++++ Records for processing

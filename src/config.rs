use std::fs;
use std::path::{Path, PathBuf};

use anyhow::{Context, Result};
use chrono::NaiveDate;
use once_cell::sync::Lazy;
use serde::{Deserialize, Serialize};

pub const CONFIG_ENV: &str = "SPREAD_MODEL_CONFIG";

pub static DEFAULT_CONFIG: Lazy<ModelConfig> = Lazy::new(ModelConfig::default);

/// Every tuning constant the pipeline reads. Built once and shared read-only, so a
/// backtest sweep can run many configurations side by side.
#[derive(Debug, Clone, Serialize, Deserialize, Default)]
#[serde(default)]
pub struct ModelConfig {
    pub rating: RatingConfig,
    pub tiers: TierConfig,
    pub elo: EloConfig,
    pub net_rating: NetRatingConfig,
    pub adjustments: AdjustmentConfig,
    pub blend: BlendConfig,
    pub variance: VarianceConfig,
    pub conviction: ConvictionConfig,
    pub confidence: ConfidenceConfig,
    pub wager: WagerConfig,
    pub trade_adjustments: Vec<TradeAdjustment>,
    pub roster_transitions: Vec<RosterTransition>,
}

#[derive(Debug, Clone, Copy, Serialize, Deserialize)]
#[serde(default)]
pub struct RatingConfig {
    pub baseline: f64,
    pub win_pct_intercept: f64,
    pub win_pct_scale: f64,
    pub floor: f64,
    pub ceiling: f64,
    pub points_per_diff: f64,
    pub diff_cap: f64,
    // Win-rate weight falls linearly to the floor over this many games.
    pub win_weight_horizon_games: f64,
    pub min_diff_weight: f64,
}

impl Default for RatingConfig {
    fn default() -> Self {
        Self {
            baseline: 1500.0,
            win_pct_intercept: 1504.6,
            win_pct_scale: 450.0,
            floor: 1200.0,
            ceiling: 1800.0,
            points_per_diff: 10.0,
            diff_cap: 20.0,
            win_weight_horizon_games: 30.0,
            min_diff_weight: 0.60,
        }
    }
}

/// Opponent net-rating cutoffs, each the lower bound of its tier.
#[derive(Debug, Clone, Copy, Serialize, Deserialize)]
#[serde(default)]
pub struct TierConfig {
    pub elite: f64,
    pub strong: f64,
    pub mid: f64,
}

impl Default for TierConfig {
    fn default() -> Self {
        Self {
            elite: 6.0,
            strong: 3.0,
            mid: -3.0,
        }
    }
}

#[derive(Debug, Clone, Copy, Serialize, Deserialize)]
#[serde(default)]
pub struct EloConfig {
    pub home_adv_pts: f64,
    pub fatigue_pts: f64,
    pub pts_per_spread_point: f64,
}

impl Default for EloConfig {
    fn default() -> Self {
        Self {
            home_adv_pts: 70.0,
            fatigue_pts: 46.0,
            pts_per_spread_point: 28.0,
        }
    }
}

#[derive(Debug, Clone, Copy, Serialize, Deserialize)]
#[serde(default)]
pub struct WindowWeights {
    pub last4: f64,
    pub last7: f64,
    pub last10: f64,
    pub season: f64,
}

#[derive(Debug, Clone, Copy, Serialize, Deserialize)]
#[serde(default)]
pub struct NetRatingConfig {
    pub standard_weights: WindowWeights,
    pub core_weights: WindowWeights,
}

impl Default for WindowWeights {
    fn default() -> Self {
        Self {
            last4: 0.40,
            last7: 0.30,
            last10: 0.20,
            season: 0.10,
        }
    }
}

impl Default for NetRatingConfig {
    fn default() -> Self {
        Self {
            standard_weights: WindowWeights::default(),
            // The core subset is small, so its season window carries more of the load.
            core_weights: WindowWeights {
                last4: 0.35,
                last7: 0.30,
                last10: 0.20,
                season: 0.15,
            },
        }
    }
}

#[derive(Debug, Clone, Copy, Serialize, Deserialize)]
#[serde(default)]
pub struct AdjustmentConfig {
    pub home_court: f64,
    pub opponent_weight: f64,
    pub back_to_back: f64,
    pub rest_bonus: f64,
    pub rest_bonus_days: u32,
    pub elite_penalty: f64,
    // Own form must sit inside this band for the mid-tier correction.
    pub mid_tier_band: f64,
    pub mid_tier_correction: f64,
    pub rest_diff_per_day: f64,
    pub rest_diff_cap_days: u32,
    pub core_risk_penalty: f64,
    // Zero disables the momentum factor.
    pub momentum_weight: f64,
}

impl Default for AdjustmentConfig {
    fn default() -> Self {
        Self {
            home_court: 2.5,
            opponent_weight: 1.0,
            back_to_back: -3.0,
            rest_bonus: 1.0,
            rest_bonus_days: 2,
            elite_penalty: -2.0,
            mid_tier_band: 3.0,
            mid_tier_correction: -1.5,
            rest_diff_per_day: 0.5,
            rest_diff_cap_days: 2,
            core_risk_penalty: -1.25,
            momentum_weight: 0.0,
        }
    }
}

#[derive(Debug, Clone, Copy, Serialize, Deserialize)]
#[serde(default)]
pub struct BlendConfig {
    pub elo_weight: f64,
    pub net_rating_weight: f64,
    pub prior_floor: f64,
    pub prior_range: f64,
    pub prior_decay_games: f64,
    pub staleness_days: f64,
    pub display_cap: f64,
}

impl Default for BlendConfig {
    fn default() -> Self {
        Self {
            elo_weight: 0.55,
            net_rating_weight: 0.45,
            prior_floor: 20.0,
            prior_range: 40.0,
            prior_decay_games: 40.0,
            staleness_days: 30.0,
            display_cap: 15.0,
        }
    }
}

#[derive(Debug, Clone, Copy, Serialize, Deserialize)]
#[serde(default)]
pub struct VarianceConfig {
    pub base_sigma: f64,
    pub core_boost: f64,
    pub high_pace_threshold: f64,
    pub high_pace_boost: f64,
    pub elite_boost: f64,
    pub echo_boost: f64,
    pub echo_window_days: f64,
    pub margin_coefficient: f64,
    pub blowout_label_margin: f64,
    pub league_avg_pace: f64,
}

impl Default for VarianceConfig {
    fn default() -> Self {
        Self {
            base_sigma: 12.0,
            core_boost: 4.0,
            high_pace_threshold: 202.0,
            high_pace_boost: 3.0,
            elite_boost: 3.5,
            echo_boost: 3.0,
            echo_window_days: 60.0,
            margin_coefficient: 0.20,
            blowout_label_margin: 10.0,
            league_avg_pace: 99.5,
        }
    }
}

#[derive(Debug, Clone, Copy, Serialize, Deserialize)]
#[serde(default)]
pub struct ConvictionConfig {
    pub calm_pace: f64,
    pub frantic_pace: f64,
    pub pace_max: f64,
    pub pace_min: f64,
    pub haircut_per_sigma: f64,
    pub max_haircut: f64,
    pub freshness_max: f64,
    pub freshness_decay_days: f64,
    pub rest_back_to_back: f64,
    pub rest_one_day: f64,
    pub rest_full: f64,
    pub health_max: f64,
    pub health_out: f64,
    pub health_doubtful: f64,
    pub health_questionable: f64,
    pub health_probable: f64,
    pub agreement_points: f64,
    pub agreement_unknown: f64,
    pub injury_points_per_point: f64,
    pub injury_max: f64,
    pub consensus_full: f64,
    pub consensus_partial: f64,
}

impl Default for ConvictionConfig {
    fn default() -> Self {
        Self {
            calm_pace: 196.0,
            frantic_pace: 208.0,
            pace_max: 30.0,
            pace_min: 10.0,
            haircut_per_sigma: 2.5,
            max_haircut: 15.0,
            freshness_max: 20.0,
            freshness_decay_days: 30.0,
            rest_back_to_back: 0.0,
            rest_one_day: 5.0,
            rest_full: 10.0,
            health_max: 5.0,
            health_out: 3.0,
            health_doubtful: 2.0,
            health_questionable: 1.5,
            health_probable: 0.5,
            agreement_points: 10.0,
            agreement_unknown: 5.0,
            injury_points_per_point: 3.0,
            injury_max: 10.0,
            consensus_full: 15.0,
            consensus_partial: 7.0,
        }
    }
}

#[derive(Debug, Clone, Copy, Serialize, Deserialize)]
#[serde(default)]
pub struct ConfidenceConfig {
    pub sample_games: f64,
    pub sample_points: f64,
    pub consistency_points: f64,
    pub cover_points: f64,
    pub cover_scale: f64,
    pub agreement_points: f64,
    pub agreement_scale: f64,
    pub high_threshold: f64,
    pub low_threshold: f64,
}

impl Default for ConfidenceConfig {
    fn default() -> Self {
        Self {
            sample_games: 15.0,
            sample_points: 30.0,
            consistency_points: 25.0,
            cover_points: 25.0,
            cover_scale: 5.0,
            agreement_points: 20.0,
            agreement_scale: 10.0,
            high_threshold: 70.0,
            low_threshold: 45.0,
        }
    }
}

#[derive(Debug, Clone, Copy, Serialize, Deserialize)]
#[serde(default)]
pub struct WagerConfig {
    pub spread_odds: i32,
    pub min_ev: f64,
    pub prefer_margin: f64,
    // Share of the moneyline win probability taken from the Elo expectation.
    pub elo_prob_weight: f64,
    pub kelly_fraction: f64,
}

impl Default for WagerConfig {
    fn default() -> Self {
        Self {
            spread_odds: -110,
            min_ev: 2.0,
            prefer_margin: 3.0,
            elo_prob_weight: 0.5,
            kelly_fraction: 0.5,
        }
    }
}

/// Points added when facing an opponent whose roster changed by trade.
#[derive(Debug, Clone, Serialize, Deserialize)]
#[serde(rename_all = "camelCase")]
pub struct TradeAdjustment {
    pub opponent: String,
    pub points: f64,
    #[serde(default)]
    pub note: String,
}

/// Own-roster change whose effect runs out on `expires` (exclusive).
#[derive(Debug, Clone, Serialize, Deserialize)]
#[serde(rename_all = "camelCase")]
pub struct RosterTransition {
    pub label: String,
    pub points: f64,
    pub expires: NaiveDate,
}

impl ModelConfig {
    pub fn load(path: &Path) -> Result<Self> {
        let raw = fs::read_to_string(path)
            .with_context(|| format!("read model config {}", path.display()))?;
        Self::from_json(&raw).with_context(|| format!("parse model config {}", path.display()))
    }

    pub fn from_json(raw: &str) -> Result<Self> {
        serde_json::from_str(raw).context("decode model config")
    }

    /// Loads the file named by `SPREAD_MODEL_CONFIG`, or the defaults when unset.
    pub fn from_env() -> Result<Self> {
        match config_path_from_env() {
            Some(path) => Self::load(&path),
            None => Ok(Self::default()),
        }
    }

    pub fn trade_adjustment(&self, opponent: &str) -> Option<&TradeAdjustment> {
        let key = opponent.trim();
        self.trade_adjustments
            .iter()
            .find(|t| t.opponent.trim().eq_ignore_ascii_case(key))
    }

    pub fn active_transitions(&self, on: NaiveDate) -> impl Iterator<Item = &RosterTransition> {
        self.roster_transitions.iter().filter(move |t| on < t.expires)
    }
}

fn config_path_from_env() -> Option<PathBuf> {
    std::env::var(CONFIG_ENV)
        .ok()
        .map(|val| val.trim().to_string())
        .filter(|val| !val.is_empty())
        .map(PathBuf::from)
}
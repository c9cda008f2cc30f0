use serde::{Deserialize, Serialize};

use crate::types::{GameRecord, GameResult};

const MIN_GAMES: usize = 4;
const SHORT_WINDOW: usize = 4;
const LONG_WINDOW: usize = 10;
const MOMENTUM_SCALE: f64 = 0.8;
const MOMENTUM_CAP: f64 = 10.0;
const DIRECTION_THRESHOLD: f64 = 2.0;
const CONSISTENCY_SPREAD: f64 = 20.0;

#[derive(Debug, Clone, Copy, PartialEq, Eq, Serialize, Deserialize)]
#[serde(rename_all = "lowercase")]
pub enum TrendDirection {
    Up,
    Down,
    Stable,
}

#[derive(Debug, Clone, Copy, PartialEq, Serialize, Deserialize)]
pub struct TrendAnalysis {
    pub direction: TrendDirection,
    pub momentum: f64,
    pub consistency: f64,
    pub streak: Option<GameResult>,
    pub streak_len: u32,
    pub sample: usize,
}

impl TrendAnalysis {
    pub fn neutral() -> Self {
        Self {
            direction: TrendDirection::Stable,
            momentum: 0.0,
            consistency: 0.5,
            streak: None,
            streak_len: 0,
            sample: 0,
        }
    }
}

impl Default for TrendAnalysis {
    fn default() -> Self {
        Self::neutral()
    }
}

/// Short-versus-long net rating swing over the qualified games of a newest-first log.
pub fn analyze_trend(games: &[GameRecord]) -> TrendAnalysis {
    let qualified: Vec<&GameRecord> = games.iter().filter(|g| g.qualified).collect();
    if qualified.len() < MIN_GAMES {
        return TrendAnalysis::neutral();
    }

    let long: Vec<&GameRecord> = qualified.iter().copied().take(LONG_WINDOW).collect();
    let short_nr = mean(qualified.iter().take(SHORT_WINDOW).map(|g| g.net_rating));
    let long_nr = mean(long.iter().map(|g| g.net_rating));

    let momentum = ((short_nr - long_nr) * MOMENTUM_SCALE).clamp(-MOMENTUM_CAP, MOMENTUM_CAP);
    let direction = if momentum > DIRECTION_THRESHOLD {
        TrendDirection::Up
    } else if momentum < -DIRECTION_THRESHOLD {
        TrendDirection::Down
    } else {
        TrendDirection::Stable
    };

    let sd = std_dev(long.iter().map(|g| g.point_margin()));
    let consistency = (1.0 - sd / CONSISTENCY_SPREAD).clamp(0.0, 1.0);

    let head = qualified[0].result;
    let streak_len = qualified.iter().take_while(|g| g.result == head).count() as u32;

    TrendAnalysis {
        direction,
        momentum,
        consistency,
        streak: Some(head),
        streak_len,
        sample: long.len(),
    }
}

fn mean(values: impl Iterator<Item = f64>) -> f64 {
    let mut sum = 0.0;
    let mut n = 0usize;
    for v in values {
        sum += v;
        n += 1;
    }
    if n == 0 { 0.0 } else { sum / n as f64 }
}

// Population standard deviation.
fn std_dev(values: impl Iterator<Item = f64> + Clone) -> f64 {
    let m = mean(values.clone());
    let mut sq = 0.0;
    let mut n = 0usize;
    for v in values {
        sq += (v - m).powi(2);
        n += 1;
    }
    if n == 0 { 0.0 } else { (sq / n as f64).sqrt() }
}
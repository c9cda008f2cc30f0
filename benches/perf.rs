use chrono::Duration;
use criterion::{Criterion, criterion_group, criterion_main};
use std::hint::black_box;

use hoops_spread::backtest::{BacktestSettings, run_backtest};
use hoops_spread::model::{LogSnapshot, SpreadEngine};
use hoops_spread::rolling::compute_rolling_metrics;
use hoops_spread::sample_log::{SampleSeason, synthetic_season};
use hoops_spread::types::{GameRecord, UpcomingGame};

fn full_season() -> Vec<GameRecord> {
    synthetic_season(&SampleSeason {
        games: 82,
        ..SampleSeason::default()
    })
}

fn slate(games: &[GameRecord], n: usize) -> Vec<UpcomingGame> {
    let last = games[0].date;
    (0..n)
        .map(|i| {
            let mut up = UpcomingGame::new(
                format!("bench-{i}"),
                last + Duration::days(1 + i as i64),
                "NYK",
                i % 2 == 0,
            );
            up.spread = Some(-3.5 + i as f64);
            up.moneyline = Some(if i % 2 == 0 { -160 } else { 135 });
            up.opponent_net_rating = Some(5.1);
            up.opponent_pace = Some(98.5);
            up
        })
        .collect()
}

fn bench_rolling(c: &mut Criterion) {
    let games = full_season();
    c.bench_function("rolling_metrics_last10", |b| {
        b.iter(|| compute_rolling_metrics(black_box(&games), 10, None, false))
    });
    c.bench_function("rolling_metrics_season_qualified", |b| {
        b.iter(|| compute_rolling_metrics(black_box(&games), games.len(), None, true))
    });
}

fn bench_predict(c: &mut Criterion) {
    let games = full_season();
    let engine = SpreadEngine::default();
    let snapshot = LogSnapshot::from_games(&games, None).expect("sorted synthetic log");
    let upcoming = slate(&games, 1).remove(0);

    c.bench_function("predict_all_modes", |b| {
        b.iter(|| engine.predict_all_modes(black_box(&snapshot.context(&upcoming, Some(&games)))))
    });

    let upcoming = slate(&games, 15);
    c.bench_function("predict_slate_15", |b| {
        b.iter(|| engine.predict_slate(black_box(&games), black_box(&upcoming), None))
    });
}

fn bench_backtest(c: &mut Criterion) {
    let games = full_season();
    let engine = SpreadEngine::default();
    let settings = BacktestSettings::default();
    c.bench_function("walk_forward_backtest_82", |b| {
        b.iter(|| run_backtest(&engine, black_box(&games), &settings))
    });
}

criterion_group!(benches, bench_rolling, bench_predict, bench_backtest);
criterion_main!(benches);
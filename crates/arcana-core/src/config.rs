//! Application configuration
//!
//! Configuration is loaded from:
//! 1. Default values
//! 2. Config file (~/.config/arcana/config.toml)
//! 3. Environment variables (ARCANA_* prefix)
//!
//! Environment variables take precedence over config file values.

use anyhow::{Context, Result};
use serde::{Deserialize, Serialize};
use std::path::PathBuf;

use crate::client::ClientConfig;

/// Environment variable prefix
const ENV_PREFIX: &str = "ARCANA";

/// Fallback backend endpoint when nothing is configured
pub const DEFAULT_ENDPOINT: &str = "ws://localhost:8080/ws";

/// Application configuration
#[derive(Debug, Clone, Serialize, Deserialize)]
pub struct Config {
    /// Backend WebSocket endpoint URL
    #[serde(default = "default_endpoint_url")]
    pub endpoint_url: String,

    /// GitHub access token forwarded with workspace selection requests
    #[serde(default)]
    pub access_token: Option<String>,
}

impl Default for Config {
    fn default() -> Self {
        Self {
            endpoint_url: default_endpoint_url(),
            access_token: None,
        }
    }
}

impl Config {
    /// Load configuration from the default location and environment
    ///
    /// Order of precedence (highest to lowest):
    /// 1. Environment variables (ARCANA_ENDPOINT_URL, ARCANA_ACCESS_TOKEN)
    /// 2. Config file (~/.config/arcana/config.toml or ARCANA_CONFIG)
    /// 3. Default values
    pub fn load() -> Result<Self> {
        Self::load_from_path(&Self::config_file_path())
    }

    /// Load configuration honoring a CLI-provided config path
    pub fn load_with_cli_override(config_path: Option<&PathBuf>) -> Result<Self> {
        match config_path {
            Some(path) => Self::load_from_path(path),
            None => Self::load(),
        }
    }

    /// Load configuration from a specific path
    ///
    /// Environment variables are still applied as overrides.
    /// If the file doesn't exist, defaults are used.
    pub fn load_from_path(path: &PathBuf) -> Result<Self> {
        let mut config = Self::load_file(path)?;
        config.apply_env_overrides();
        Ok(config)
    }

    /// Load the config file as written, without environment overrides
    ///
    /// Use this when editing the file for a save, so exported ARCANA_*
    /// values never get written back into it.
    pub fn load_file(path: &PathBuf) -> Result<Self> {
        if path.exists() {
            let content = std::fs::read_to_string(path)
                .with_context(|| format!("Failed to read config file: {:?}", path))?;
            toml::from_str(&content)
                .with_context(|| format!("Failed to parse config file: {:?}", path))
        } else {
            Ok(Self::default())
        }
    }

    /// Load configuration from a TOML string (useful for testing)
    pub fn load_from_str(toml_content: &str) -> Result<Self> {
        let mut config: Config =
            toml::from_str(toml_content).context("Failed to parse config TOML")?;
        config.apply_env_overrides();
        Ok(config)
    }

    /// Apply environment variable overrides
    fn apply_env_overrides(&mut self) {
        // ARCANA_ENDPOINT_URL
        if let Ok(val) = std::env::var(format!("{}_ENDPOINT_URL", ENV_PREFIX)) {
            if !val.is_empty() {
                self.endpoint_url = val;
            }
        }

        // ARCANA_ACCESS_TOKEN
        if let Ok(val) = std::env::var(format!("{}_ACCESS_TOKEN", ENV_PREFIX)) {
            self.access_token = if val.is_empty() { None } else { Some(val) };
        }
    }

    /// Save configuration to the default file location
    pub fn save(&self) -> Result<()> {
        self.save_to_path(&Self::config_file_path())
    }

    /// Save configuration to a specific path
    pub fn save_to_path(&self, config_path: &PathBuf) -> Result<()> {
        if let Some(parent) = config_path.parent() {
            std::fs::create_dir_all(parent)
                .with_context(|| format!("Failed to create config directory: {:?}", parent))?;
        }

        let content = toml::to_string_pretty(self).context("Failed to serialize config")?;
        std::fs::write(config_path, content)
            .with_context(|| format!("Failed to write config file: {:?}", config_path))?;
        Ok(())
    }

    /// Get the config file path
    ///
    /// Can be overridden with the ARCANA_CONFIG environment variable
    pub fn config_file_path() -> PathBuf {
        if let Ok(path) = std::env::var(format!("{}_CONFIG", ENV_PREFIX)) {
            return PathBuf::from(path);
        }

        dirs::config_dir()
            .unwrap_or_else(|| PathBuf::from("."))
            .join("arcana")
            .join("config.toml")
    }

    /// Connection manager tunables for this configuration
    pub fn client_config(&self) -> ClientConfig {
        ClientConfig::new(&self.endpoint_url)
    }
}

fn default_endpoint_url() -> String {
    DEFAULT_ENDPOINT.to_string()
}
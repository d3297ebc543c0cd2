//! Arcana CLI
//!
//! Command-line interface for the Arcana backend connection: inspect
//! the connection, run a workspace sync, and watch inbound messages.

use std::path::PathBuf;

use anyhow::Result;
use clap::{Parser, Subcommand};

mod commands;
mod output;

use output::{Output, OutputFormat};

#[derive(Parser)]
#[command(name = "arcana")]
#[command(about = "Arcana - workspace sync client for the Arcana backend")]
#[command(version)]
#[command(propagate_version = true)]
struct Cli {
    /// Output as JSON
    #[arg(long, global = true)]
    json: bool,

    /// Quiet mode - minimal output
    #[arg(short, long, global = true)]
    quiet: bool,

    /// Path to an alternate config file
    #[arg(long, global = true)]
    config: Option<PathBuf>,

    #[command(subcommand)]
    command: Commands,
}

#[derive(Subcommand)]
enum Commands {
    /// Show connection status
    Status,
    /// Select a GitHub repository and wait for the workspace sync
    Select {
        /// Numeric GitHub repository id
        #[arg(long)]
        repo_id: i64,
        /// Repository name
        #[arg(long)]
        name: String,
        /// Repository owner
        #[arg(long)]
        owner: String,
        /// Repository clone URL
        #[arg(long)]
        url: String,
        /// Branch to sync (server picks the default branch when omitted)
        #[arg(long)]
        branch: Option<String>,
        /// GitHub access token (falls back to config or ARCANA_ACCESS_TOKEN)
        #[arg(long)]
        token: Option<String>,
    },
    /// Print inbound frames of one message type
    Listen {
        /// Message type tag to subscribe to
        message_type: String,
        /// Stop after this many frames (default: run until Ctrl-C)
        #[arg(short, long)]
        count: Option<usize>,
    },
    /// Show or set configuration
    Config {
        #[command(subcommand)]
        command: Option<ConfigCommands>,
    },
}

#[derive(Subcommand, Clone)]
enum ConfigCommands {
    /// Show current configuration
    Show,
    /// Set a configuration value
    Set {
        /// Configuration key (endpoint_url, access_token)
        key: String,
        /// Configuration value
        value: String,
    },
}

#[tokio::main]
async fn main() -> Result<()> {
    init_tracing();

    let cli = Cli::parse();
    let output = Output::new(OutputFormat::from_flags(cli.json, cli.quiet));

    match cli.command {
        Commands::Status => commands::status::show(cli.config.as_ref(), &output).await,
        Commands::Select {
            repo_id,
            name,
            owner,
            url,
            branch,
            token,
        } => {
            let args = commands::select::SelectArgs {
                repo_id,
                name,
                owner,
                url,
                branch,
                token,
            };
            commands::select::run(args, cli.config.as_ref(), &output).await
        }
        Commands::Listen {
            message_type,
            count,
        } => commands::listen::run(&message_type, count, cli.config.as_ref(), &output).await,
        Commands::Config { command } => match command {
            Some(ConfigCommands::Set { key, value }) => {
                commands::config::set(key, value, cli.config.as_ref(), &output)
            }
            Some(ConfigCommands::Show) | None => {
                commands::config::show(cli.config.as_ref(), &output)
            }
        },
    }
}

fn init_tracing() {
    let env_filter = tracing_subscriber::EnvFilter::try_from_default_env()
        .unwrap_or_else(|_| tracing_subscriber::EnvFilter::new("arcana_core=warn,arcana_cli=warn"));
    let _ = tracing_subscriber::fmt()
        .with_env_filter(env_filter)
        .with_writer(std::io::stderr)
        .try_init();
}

++++++++

> [Goal of the exercise]:
From the entries above, write out only the lines starting at the line that holds "let mut sum = 0.0;" and ending at the line that holds "up.opponent_pace = Some(98.5);", keeping both and matching them exactly.

> [Response for this exercise]:
    let mut sum = 0.0;
    let mut n = 0usize;
    for v in values {
        sum += v;
        n += 1;
    }
    if n == 0 { 0.0 } else { sum / n as f64 }
}

// Population standard deviation.
fn std_dev(values: impl Iterator<Item = f64> + Clone) -> f64 {
    let m = mean(values.clone());
    let mut sq = 0.0;
    let mut n = 0usize;
    for v in values {
        sq += (v - m).powi(2);
        n += 1;
    }
    if n == 0 { 0.0 } else { (sq / n as f64).sqrt() }
}
repository c9cda008f2cc30f0
filename benches/perf.rs
use chrono::Duration;
use criterion::{Criterion, criterion_group, criterion_main};
use std::hint::black_box;

use hoops_spread::backtest::{BacktestSettings, run_backtest};
use hoops_spread::model::{LogSnapshot, SpreadEngine};
use hoops_spread::rolling::compute_rolling_metrics;
use hoops_spread::sample_log::{SampleSeason, synthetic_season};
use hoops_spread::types::{GameRecord, UpcomingGame};

fn full_season() -> Vec<GameRecord> {
    synthetic_season(&SampleSeason {
        games: 82,
        ..SampleSeason::default()
    })
}

fn slate(games: &[GameRecord], n: usize) -> Vec<UpcomingGame> {
    let last = games[0].date;
    (0..n)
        .map(|i| {
            let mut up = UpcomingGame::new(
                format!("bench-{i}"),
                last + Duration::days(1 + i as i64),
                "NYK",
                i % 2 == 0,
            );
            up.spread = Some(-3.5 + i as f64);
            up.moneyline = Some(if i % 2 == 0 { -160 } else { 135 });
            up.opponent_net_rating = Some(5.1);
            up.opponent_pace = Some(98.5);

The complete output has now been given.